Every line that contains the word "RevealBinding" should be copied from the records below.

**Records to use:**
- Opening Delimiter -

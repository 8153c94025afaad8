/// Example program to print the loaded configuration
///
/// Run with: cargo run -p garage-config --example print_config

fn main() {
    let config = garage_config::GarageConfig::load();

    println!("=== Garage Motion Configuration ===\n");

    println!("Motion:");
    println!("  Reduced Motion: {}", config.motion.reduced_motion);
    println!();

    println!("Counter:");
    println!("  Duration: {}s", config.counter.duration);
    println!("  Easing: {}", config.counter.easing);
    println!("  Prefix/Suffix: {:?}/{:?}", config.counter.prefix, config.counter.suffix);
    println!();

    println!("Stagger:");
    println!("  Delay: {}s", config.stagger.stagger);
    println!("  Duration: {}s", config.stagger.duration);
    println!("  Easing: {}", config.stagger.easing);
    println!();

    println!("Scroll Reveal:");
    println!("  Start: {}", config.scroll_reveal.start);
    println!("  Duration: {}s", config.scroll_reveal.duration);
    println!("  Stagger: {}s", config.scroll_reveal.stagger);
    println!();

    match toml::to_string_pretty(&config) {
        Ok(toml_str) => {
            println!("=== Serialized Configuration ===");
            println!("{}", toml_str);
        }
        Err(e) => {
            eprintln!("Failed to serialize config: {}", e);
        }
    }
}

- Closing Delimiter -
- Opening Delimiter -

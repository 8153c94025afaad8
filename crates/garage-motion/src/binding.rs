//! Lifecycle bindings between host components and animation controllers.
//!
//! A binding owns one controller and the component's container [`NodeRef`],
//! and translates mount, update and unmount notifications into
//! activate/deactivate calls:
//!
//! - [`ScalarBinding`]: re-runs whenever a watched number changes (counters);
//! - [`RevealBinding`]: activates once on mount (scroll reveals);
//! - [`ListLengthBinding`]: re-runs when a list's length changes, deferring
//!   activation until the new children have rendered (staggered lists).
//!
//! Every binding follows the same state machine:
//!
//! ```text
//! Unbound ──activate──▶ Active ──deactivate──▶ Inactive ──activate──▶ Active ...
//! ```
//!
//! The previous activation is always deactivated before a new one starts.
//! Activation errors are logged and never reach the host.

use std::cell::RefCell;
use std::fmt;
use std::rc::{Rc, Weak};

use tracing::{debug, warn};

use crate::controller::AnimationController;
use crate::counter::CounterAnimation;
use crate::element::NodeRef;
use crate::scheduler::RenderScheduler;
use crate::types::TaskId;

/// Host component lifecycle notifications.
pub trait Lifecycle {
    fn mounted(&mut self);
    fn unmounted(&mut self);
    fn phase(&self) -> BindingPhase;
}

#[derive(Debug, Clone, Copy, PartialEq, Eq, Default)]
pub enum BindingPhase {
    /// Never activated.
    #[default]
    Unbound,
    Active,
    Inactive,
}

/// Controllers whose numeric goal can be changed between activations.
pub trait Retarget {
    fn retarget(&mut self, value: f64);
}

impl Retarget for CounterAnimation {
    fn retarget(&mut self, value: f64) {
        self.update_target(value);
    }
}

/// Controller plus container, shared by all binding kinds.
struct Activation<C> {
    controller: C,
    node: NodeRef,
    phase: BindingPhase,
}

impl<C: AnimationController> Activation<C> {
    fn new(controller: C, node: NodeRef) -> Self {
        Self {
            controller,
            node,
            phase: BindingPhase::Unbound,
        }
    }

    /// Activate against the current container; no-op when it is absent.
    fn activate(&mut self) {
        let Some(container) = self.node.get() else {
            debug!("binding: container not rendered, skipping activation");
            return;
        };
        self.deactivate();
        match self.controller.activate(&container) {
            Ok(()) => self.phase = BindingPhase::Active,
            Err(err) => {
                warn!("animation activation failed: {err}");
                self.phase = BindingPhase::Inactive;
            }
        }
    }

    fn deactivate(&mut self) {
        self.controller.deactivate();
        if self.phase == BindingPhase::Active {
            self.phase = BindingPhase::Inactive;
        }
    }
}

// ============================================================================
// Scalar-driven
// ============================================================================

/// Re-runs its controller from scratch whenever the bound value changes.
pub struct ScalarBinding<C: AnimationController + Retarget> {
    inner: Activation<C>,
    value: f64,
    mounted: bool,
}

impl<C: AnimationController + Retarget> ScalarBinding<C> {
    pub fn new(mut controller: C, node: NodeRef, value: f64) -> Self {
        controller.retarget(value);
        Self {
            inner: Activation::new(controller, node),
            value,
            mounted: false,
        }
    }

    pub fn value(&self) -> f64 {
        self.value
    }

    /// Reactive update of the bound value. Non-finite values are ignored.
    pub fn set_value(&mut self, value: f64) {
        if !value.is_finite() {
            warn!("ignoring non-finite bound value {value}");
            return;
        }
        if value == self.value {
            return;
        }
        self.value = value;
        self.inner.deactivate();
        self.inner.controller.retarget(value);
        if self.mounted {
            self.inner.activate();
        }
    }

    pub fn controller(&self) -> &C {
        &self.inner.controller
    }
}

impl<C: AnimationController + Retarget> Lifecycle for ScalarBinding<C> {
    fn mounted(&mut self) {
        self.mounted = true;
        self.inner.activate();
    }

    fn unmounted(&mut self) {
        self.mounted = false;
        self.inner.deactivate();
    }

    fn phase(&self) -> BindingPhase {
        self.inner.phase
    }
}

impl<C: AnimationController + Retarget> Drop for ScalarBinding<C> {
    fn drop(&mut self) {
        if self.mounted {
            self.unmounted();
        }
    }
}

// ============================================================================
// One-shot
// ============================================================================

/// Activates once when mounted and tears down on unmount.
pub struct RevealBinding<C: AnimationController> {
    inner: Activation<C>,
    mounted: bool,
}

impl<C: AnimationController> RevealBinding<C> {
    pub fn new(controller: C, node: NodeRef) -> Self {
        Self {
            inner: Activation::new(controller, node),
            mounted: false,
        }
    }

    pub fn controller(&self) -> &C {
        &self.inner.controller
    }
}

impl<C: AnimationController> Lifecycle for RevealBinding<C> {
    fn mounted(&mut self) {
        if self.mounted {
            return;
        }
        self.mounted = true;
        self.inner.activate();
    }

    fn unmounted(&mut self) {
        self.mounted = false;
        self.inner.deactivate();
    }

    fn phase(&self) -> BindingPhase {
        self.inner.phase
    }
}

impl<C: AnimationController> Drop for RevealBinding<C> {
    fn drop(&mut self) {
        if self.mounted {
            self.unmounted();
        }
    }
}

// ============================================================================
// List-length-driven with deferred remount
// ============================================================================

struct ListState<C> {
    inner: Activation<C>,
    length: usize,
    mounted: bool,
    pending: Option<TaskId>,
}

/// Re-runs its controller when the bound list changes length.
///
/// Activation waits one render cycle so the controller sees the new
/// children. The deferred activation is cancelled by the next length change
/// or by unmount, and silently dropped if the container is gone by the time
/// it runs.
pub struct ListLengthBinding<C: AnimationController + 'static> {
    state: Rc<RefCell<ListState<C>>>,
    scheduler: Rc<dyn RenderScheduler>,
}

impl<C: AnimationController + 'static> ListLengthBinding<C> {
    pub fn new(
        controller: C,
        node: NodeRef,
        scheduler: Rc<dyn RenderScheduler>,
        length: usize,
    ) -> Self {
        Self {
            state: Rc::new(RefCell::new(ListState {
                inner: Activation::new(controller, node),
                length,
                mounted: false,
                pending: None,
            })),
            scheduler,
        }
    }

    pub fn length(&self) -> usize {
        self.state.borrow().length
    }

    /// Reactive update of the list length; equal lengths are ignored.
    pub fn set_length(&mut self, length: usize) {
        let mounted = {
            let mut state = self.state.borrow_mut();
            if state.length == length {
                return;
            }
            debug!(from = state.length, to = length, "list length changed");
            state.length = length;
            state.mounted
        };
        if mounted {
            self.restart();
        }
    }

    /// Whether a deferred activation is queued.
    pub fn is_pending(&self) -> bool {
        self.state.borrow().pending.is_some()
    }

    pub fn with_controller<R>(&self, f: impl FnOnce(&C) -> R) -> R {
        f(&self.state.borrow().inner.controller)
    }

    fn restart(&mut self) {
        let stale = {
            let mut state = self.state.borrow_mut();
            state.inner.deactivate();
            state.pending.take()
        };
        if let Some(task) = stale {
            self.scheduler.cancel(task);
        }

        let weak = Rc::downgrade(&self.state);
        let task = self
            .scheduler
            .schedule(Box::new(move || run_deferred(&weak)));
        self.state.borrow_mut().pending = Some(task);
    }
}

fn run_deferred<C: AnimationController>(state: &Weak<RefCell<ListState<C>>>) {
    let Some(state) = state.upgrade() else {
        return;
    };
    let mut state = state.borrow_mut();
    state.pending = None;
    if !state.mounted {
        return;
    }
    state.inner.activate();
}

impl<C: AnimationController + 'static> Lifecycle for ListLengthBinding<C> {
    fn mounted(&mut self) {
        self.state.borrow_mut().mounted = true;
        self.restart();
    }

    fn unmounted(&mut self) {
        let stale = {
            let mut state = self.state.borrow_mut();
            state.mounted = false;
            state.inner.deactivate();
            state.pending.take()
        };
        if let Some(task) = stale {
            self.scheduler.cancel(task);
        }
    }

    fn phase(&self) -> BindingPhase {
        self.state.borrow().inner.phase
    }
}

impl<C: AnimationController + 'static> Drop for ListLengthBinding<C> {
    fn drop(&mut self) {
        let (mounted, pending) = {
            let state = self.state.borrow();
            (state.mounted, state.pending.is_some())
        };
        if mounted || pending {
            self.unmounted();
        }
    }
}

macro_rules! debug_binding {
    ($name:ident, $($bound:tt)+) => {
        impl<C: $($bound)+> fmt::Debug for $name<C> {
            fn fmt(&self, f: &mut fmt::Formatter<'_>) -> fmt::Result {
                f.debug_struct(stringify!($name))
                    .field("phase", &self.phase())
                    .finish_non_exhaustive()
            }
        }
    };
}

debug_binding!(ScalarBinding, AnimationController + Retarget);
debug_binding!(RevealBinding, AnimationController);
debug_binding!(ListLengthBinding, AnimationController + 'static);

- Closing Delimiter -
- Opening Delimiter -

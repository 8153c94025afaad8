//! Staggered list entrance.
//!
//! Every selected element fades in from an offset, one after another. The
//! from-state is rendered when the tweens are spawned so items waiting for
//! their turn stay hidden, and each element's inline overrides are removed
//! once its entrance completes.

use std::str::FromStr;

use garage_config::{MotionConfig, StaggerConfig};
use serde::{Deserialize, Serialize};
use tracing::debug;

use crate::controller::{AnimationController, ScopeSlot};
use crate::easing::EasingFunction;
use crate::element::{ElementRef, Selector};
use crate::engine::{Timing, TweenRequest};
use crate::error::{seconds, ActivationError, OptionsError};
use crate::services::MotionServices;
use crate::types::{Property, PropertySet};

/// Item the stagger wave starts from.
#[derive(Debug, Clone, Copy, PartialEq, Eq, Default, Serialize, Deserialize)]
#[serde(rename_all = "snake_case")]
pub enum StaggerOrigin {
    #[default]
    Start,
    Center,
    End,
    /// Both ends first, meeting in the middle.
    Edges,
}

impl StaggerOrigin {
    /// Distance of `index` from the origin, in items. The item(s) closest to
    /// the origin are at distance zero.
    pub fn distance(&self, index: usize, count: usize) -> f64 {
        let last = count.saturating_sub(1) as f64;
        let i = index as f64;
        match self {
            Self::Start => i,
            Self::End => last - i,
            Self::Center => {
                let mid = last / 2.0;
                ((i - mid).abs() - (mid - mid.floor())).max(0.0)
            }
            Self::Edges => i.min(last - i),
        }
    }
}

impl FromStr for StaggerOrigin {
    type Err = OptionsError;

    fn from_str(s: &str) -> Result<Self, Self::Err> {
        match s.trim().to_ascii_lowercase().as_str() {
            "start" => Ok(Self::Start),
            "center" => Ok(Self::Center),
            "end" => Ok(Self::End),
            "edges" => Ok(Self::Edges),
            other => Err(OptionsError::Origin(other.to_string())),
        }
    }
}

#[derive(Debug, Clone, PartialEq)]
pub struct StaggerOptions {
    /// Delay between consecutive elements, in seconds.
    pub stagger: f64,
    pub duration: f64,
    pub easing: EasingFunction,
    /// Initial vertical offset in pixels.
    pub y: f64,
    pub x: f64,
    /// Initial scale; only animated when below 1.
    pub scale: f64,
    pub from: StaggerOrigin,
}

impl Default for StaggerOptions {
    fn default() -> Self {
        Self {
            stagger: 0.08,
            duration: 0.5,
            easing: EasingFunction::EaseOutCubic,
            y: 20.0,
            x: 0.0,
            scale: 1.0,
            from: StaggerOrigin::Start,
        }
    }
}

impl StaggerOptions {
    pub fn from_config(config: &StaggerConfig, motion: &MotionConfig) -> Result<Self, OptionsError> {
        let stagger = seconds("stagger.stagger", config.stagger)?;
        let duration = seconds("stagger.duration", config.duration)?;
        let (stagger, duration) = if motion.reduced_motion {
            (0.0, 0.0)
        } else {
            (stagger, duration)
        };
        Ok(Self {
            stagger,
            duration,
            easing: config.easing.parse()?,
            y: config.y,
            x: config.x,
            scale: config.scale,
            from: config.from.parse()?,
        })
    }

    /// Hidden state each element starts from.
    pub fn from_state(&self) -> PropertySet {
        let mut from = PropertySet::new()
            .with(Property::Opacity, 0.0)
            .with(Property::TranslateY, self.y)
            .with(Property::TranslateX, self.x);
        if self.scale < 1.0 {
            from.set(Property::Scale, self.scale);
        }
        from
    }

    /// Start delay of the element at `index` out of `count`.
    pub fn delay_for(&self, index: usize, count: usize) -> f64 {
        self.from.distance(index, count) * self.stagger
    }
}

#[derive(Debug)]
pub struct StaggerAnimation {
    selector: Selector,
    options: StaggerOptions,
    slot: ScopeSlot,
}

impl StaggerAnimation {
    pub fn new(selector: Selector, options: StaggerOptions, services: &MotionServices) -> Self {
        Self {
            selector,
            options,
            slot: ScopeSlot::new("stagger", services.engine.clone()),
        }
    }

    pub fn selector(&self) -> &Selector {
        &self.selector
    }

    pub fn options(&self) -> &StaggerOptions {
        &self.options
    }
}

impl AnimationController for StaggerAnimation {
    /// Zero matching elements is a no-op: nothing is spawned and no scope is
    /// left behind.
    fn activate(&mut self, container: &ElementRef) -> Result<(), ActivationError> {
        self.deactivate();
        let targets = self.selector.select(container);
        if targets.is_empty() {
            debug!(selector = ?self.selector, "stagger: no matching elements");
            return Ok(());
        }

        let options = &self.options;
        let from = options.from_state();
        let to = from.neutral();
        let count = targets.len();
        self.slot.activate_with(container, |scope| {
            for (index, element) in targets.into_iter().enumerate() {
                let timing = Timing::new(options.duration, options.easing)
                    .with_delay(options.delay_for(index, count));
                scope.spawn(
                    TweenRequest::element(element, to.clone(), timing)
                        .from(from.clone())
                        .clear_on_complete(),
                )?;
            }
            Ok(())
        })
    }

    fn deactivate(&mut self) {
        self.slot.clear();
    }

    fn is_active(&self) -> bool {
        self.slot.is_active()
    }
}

- Closing Delimiter -

**Task result:**
//! - [`RevealBinding`]: activates once on mount (scroll reveals);
pub struct RevealBinding<C: AnimationController> {
impl<C: AnimationController> RevealBinding<C> {
impl<C: AnimationController> Lifecycle for RevealBinding<C> {
impl<C: AnimationController> Drop for RevealBinding<C> {
debug_binding!(RevealBinding, AnimationController);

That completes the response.